The key piece of technology that later spawned the advent of blockchains starting with Bitcoin, proof of work, was originally devised for quite a different application: email spam prevention. In order to send an email that would be viewed by recipients' email interfaces, users would need to complete a certain amount of computational work on their computers that could quickly be verified. This would impose a small cost in electricity and CPU power to sending an email (say, $0.01) that would in theory be no problem for ordinary messages, but would be so expensive as to make spam no longer worth it. In practice, this idea never succeeded, in large part because people did not want to pay for their email and because it would only lead to spammers paying more in order to send more well-crafted emails to fewer parties, which would be more likely to receive attention because users think that they already passed the proof of work filter.

Here, I propose a proof of stake twist on the algorithm that would solve this problem. The key insight is that instead of making the sender _always_ pay the cost, we make the cost a security deposit, and the recipient has the right, only if they wish, to destroy the security deposit at no benefit to themselves (in an actual implementation, "destroy" will hopefully mean something like "donate to protocol developers"). Ordinary "useful" messages would get through unscathed, and spam would be punished in proportion to the percentage of people that find it scammy. The conditional nature of the protocol can theoretically allow the deposits to be increased much higher than the cost of proof of work; deposits of $1 or even higher are quite reasonable.

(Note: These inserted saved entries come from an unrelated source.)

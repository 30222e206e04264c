/// Database row types — these map directly to SQLite rows.
/// Distinct from the reel-types API models to keep the DB layer independent.

pub struct UserRow {
    pub id: String,
    pub username: String,
    pub email: String,
    pub full_name: String,
    pub password: String,
    pub avatar_url: String,
    pub cover_url: Option<String>,
    pub refresh_token: Option<String>,
    pub created_at: String,
}

pub struct VideoRow {
    pub id: String,
    pub owner_id: String,
    pub owner_username: String,
    pub video_url: String,
    pub thumbnail_url: String,
    pub title: String,
    pub description: String,
    pub duration_secs: i64,
    pub views: i64,
    pub published: bool,
    pub created_at: String,
}
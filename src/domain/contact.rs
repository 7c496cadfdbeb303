//! Contact domain model and avatar codes.
//!
//! This module defines the core `Contact` type representing one directory entry,
//! together with the `AvatarCode` enum mapping wire codes to the five fixed
//! avatars a contact card can display. Contacts are append-only for the session
//! lifetime: they are created by form submission or loaded from the fixture/fetch
//! payload, and never updated or deleted.

use serde::de::Deserializer;
use serde::ser::Serializer;
use serde::{Deserialize, Serialize};

/// Avatar selection for a contact card.
///
/// Each variant corresponds to one of the five fixed avatar images of the
/// directory. On the wire (fixture file and fetch payload) avatars are encoded
/// as short string codes; any unrecognized code deserializes to [`AvatarCode::Default`],
/// mirroring the card renderer's fallback behavior.
///
/// # Wire codes
///
/// | Variant       | Code |
/// |---------------|------|
/// | `Default`     | `""` |
/// | `Female`      | `"f"` |
/// | `Male`        | `"m"` |
/// | `ElderFemale` | `"ef"` |
/// | `ElderMale`   | `"em"` |
#[derive(Debug, Clone, Copy, PartialEq, Eq, Default)]
pub enum AvatarCode {
    /// Placeholder avatar used when no specific avatar was chosen.
    #[default]
    Default,
    /// Female avatar.
    Female,
    /// Male avatar.
    Male,
    /// Elder female avatar.
    ElderFemale,
    /// Elder male avatar.
    ElderMale,
}

impl AvatarCode {
    /// All avatar codes in form-selection order.
    ///
    /// Used by the form's avatar field to cycle through the available avatars.
    pub const ALL: [Self; 5] = [
        Self::Default,
        Self::Female,
        Self::Male,
        Self::ElderFemale,
        Self::ElderMale,
    ];

    /// Parses a wire code into an avatar code.
    ///
    /// Unknown codes fall back to [`AvatarCode::Default`] instead of failing,
    /// so a fixture or fetch payload with unexpected avatar values still
    /// produces a renderable contact.
    ///
    /// # Examples
    ///
    /// ```
    /// use zontacts::domain::AvatarCode;
    ///
    /// assert_eq!(AvatarCode::from_code("f"), AvatarCode::Female);
    /// assert_eq!(AvatarCode::from_code("em"), AvatarCode::ElderMale);
    /// assert_eq!(AvatarCode::from_code("bogus"), AvatarCode::Default);
    /// ```
    #[must_use]
    pub fn from_code(code: &str) -> Self {
        match code {
            "f" => Self::Female,
            "m" => Self::Male,
            "ef" => Self::ElderFemale,
            "em" => Self::ElderMale,
            _ => Self::Default,
        }
    }

    /// Returns the wire code for this avatar.
    #[must_use]
    pub const fn code(self) -> &'static str {
        match self {
            Self::Default => "",
            Self::Female => "f",
            Self::Male => "m",
            Self::ElderFemale => "ef",
            Self::ElderMale => "em",
        }
    }

    /// Returns the short glyph shown in the card's avatar slot.
    #[must_use]
    pub const fn glyph(self) -> &'static str {
        match self {
            Self::Default => "( ? )",
            Self::Female => "( F )",
            Self::Male => "( M )",
            Self::ElderFemale => "( EF )",
            Self::ElderMale => "( EM )",
        }
    }

    /// Returns the human-readable label shown in the avatar selector.
    #[must_use]
    pub const fn label(self) -> &'static str {
        match self {
            Self::Default => "Placeholder",
            Self::Female => "Female",
            Self::Male => "Male",
            Self::ElderFemale => "Elder female",
            Self::ElderMale => "Elder male",
        }
    }

    /// Returns the next avatar in selection order, wrapping around.
    ///
    /// # Examples
    ///
    /// ```
    /// use zontacts::domain::AvatarCode;
    ///
    /// assert_eq!(AvatarCode::Default.next(), AvatarCode::Female);
    /// assert_eq!(AvatarCode::ElderMale.next(), AvatarCode::Default);
    /// ```
    #[must_use]
    pub const fn next(self) -> Self {
        match self {
            Self::Default => Self::Female,
            Self::Female => Self::Male,
            Self::Male => Self::ElderFemale,
            Self::ElderFemale => Self::ElderMale,
            Self::ElderMale => Self::Default,
        }
    }
}

impl Serialize for AvatarCode {
    fn serialize<S: Serializer>(&self, serializer: S) -> Result<S::Ok, S::Error> {
        serializer.serialize_str(self.code())
    }
}

impl<'de> Deserialize<'de> for AvatarCode {
    fn deserialize<D: Deserializer<'de>>(deserializer: D) -> Result<Self, D::Error> {
        let code = String::deserialize(deserializer)?;
        Ok(Self::from_code(&code))
    }
}

/// Represents one entry in the contact directory.
///
/// Contacts carry a session-unique numeric id (timestamp-derived for
/// form-submitted contacts), display fields, and an avatar selection. The
/// struct deserializes directly from the bundled fixture and from the fetch
/// payload; a missing `avatar` field defaults to [`AvatarCode::Default`].
#[derive(Debug, Clone, PartialEq, Eq, Serialize, Deserialize)]
pub struct Contact {
    /// Unique identifier within the session.
    pub id: i64,
    /// Display name, at least two characters for form-created contacts.
    pub name: String,
    /// Phone number, free-form.
    pub phone: String,
    /// Email address.
    pub email: String,
    /// Avatar selection for the contact card.
    #[serde(default)]
    pub avatar: AvatarCode,
}

impl Contact {
    /// Returns whether this contact matches a search query.
    ///
    /// A contact matches when its name or phone contains the query as a
    /// case-insensitive substring. The caller passes the query already
    /// lowercased so filtering a list lowercases it once.
    ///
    /// # Examples
    ///
    /// ```
    /// use zontacts::domain::{AvatarCode, Contact};
    ///
    /// let contact = Contact {
    ///     id: 1,
    ///     name: "Jo Smith".to_string(),
    ///     phone: "555-1234".to_string(),
    ///     email: "jo@example.com".to_string(),
    ///     avatar: AvatarCode::Default,
    /// };
    ///
    /// assert!(contact.matches_query("smith"));
    /// assert!(contact.matches_query("555-12"));
    /// assert!(!contact.matches_query("jo@example.com"));
    /// ```
    #[must_use]
    pub fn matches_query(&self, query_lower: &str) -> bool {
        self.name.to_lowercase().contains(query_lower)
            || self.phone.to_lowercase().contains(query_lower)
    }
}

#[cfg(test)]
mod tests {
    use super::*;

    fn contact(name: &str, phone: &str) -> Contact {
        Contact {
            id: 1,
            name: name.to_string(),
            phone: phone.to_string(),
            email: "test@example.com".to_string(),
            avatar: AvatarCode::Default,
        }
    }

    #[test]
    fn unknown_avatar_code_falls_back_to_default() {
        assert_eq!(AvatarCode::from_code("x"), AvatarCode::Default);
        assert_eq!(AvatarCode::from_code(""), AvatarCode::Default);
    }

    #[test]
    fn avatar_cycle_visits_all_variants() {
        let mut seen = vec![];
        let mut current = AvatarCode::Default;
        for _ in 0..AvatarCode::ALL.len() {
            seen.push(current);
            current = current.next();
        }
        assert_eq!(current, AvatarCode::Default);
        assert_eq!(seen, AvatarCode::ALL.to_vec());
    }

    #[test]
    fn contact_deserializes_with_unknown_avatar() {
        let json = r#"{"id": 3, "name": "Ada", "phone": "555", "email": "ada@x.com", "avatar": "zz"}"#;
        let parsed: Contact = serde_json::from_str(json).unwrap();
        assert_eq!(parsed.avatar, AvatarCode::Default);
    }

    #[test]
    fn contact_deserializes_without_avatar_field() {
        let json = r#"{"id": 4, "name": "Ada", "phone": "555", "email": "ada@x.com"}"#;
        let parsed: Contact = serde_json::from_str(json).unwrap();
        assert_eq!(parsed.avatar, AvatarCode::Default);
    }

    #[test]
    fn query_matches_name_and_phone_case_insensitively() {
        let c = contact("Grace Hopper", "202-555-0143");
        assert!(c.matches_query("grace"));
        assert!(c.matches_query("hOpPeR".to_lowercase().as_str()));
        assert!(c.matches_query("555-01"));
        assert!(!c.matches_query("turing"));
    }
}
//! Header component renderer.
//!
//! Renders the plugin title bar with centered text, theme-aware colors, and
//! optional background styling.

use crate::ui::helpers::position_cursor;
use crate::ui::theme::Theme;
use crate::ui::viewmodel::HeaderInfo;

/// Renders the header title bar at the specified row.
///
/// Displays the title centered horizontally with bold styling and theme
/// colors, padding the line to fill the entire terminal width.
///
/// # Parameters
///
/// * `row` - Row position to render the header (1-indexed)
/// * `header` - Header information (title text)
/// * `theme` - Active color theme
/// * `cols` - Terminal width in columns
///
/// # Returns
///
/// The next available row position (row + 1)
pub fn render_header(row: usize, header: &HeaderInfo, theme: &Theme, cols: usize) -> usize {
    let title_len = header.title.chars().count();
    let padding = cols.saturating_sub(title_len) / 2;

    position_cursor(row, 1);
    print!("{}", Theme::bold());
    print!("{}", Theme::fg(&theme.colors.header_fg));
    if let Some(bg) = &theme.colors.header_bg {
        print!("{}", Theme::bg(bg));
    }

    print!("{}", " ".repeat(padding));
    print!("{}", header.title);
    print!("{}", " ".repeat(cols.saturating_sub(padding + title_len)));

    print!("{}", Theme::reset());
    row + 1
}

There are two possible extensions to this idea:

1. Use techniques similar to [anti-pre-revelation games](https://blog.ethereum.org/2015/08/28/on-anti-pre-revelation-games/#comment-2230211912) (or possibly other techniques) to allow users to destroy other users' security deposits (either probabilistically or fully) without the victim knowing who did it. This allows the mechanism to be used more effectively in intra-organizational and social situations, so that you can punish people for being annoying without extra-protocol repercussions. Aside from information-theoretic strategies, there may be routes to doing this using Chaumian blinding schemes, cryptographic accumulators and/or zk-SNARK proofs; the goal to target would be in a scenario with one sender and N recipients, with the sender having a deposit of $NX, giving each recipient the right to destroy $X exactly once without revealing which one of the N they are; the main challenge is the sender gleaning this information by simulating the process of each single recipient destroying their deposit and seeing which one(s) fail, and so private information on the recipients' part and perhaps even an interactive protocol is required.
2. Have different levels of deposits, where higher levels of deposits can be used to signal more importance/urgency in the interface; at the highest levels, one could imagine a deposit of $500 leading to one's phone ringing maximally loudly whereas a deposit of $0.1 would only lead to an email appearing next time one opens one's mailbox.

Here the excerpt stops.